Ah Lai pensa : « Je m'inquiète pour tous ces frais de scolarité. Qu'en sais-tu ? » Sans trop réfléchir, Ah Lai en informa son grand-père, puis suivit les deux hommes jusqu'au temple Leiyin…

Nous sommes arrivés au temple Leiyin.

Alai entra dans la salle de méditation de l'abbé.

Ils s'assirent en face de l'hôte.

Liao Chen ouvrit légèrement les yeux et dit : « Je sais que toi et ton grand-père vous inquiétez du coût des études universitaires. J'étais dans la cour hier et je n'ai rien dit. Il s'est passé beaucoup de choses là-bas, et il m'était difficile de les raconter. »
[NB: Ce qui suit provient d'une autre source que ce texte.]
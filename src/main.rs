use bodygraph::core::strategies::build_chain;
use bodygraph::utils::{logger, validation::Validate};
use bodygraph::{ChartError, ChartResponse, CliConfig, FallbackOrchestrator, Settings};
use clap::Parser;
use std::time::Duration;

#[tokio::main]
async fn main() -> anyhow::Result<()> {
    let config = CliConfig::parse();

    logger::init_cli_logger(config.verbose);

    tracing::info!("Starting bodygraph CLI");
    if config.verbose {
        tracing::debug!("CLI config: {:?}", config);
    }

    let settings = match Settings::load_or_default(config.config.as_deref()) {
        Ok(settings) => settings,
        Err(e) => {
            tracing::error!("Configuration loading failed: {}", e);
            eprintln!("{}", e.user_friendly_message());
            eprintln!("Suggestion: {}", e.recovery_suggestion());
            std::process::exit(3);
        }
    };

    let birth = config.to_birth_data();
    if let Err(e) = birth.validate() {
        tracing::error!("Birth data validation failed: {}", e);
        eprintln!("{}", e.user_friendly_message());
        eprintln!("Suggestion: {}", e.recovery_suggestion());
        std::process::exit(3);
    }

    let chain = build_chain(&settings)?;
    let mut orchestrator = FallbackOrchestrator::new(chain);

    // The overall deadline aborts the in-flight strategy instead of
    // leaking a background submission.
    let deadline = Duration::from_secs(config.deadline_secs);
    let outcome = tokio::time::timeout(deadline, orchestrator.run(&birth)).await;

    match outcome {
        Ok(Ok(chart)) => {
            let response = ChartResponse {
                birth_data: birth,
                chart,
            };
            println!("{}", serde_json::to_string_pretty(&response)?);
            Ok(())
        }
        Ok(Err(e)) => {
            tracing::error!("Chart acquisition failed: {}", e);
            eprintln!("{}", e.user_friendly_message());
            eprintln!("Suggestion: {}", e.recovery_suggestion());
            let exit_code = match e {
                ChartError::AllStrategiesExhausted { .. } => 1,
                _ => 2,
            };
            std::process::exit(exit_code);
        }
        Err(_) => {
            tracing::error!("Overall deadline of {}s exceeded", config.deadline_secs);
            eprintln!(
                "Chart acquisition did not finish within {}s",
                config.deadline_secs
            );
            std::process::exit(2);
        }
    }
}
« Avant son décès, votre maître Liaokong m'avait déjà confié votre famille. Ne vous inquiétez pas pour vos frais universitaires ; notre temple les prendra tous en charge. »
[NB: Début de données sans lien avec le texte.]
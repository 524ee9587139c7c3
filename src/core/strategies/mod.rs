pub mod browser;
pub mod direct_api;
pub mod form_client;

pub use browser::BrowserStrategy;
pub use direct_api::DirectApiStrategy;
pub use form_client::{FormClientStrategy, TransportProfile};

use crate::config::Settings;
use crate::domain::ports::ChartStrategy;
use crate::utils::error::{ChartError, Result};

/// Default priority order: cheapest and most reliable first.
pub const DEFAULT_ORDER: &[&str] = &["direct-api", "browser", "form-standard", "form-hardened"];

/// Build the strategy chain in the configured priority order. Each
/// request gets its own chain instance so no mutable state is shared
/// across concurrent requests.
pub fn build_chain(settings: &Settings) -> Result<Vec<Box<dyn ChartStrategy>>> {
    let order: Vec<String> = settings
        .strategy_order
        .clone()
        .unwrap_or_else(|| DEFAULT_ORDER.iter().map(|s| s.to_string()).collect());

    let mut chain: Vec<Box<dyn ChartStrategy>> = Vec::with_capacity(order.len());
    for name in &order {
        let strategy: Box<dyn ChartStrategy> = match name.as_str() {
            "direct-api" => Box::new(DirectApiStrategy::new(settings)?),
            "browser" => Box::new(BrowserStrategy::new(settings)?),
            "form-standard" => {
                Box::new(FormClientStrategy::new(settings, TransportProfile::Standard)?)
            }
            "form-hardened" => {
                Box::new(FormClientStrategy::new(settings, TransportProfile::Hardened)?)
            }
            other => {
                return Err(ChartError::Config {
                    message: format!("unknown strategy '{}' in strategy_order", other),
                })
            }
        };
        chain.push(strategy);
    }

    Ok(chain)
}

#[cfg(test)]
mod tests {
    use super::*;

    #[test]
    fn default_chain_has_four_strategies_in_priority_order() {
        let settings = Settings::default();
        let chain = build_chain(&settings).unwrap();
        let names: Vec<&str> = chain.iter().map(|s| s.name()).collect();
        assert_eq!(names, DEFAULT_ORDER);
    }

    #[test]
    fn configured_order_is_respected() {
        let mut settings = Settings::default();
        settings.strategy_order = Some(vec![
            "form-standard".to_string(),
            "direct-api".to_string(),
        ]);
        let chain = build_chain(&settings).unwrap();
        let names: Vec<&str> = chain.iter().map(|s| s.name()).collect();
        assert_eq!(names, vec!["form-standard", "direct-api"]);
    }

    #[test]
    fn unknown_strategy_name_is_rejected() {
        let mut settings = Settings::default();
        settings.strategy_order = Some(vec!["carrier-pigeon".to_string()]);
        assert!(build_chain(&settings).is_err());
    }
}
use tracing_subscriber::{layer::SubscriberExt, util::SubscriberInitExt, EnvFilter};

pub fn init_cli_logger(verbose: bool) {
    let filter = if verbose {
        EnvFilter::try_from_default_env().unwrap_or_else(|_| EnvFilter::new("bodygraph=debug,info"))
    } else {
        EnvFilter::try_from_default_env().unwrap_or_else(|_| EnvFilter::new("bodygraph=info"))
    };

    tracing_subscriber::registry()
        .with(filter)
        .with(
            tracing_subscriber::fmt::layer()
                .with_target(false)
                .with_thread_ids(false)
                .with_file(false)
                .with_line_number(false)
                .compact(),
        )
        .init();
}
Alai, surpris, joignit les mains et dit : « Amitabha, j'estime que les dépenses pour cette année se situeront entre cinq mille et dix mille yuans, ce qui n'est pas négligeable. Il y a très peu de fidèles au temple, les finances sont serrées et la vie est dure. Comment pourrais-je dépenser autant ? »

Liao Chen dit doucement : « Ne t'en fais pas. Concentre-toi sur tes études. Je demanderai aux gens du temple d'aller mendier pour que tu puisses terminer tes études. »

Ah Lai joignit les mains et dit : « Maître, ceci, ceci n'est pas permis. Je suis adulte maintenant, et je vais travailler et étudier avec diligence. »

Liao Chen dit d'un ton sévère : « Tu as grandi en mangeant végétarien et en récitant des écritures bouddhistes dans mon temple Leiyin. Tu es un disciple laïc privilégié de mon temple Leiyin. Penses-tu pouvoir ignorer ce que moi, l'abbé, dis ? »

En entendant ce ton, Alai répondit aussitôt : « Amitabha, comment oserais-je désobéir à l'abbé ? Ne vous méprenez pas. »

« C'est donc réglé. »

Liao Chen dit calmement : « Je vais réunir l'argent pour toi. Je vais demander à Mi Sheng et Mi Le de s'occuper de ton inscription scolaire, tu n'as donc pas à t'en soucier. » Voyant qu'A Lai restait figé, il ajouta : « Vas-y, j'ai encore besoin de méditer. »

Alai n'osa plus argumenter.

Les mains jointes, il se retira respectueusement et lentement de la salle de méditation.

Les pensées d'Alai s'emballaient, et avant même qu'il ne s'en rende compte, il était arrivé au bassin de lâcher.

Il crut apercevoir Hanhan, les larmes coulant à nouveau sur ses joues. Il prit rapidement son téléphone et composa son numéro. À cet instant, il brûlait d'envie d'entendre sa voix, mais il se retint, craignant de laisser échapper quelque chose. Il voulait lui faire une surprise.

J’ai donc écrit un message

: «

Petite sœur Hanhan, ton frère Alai te manque. On se voit à notre endroit habituel quand tu auras le temps. J’attends ta réponse avec impatience. Clique sur Envoyer.

»

Peu de temps après, Hanhan répondit : Frère Alai, Hanhan te manque encore plus, retourne-toi.

"Ah ?"

Ah Lai se retourna sans raison apparente.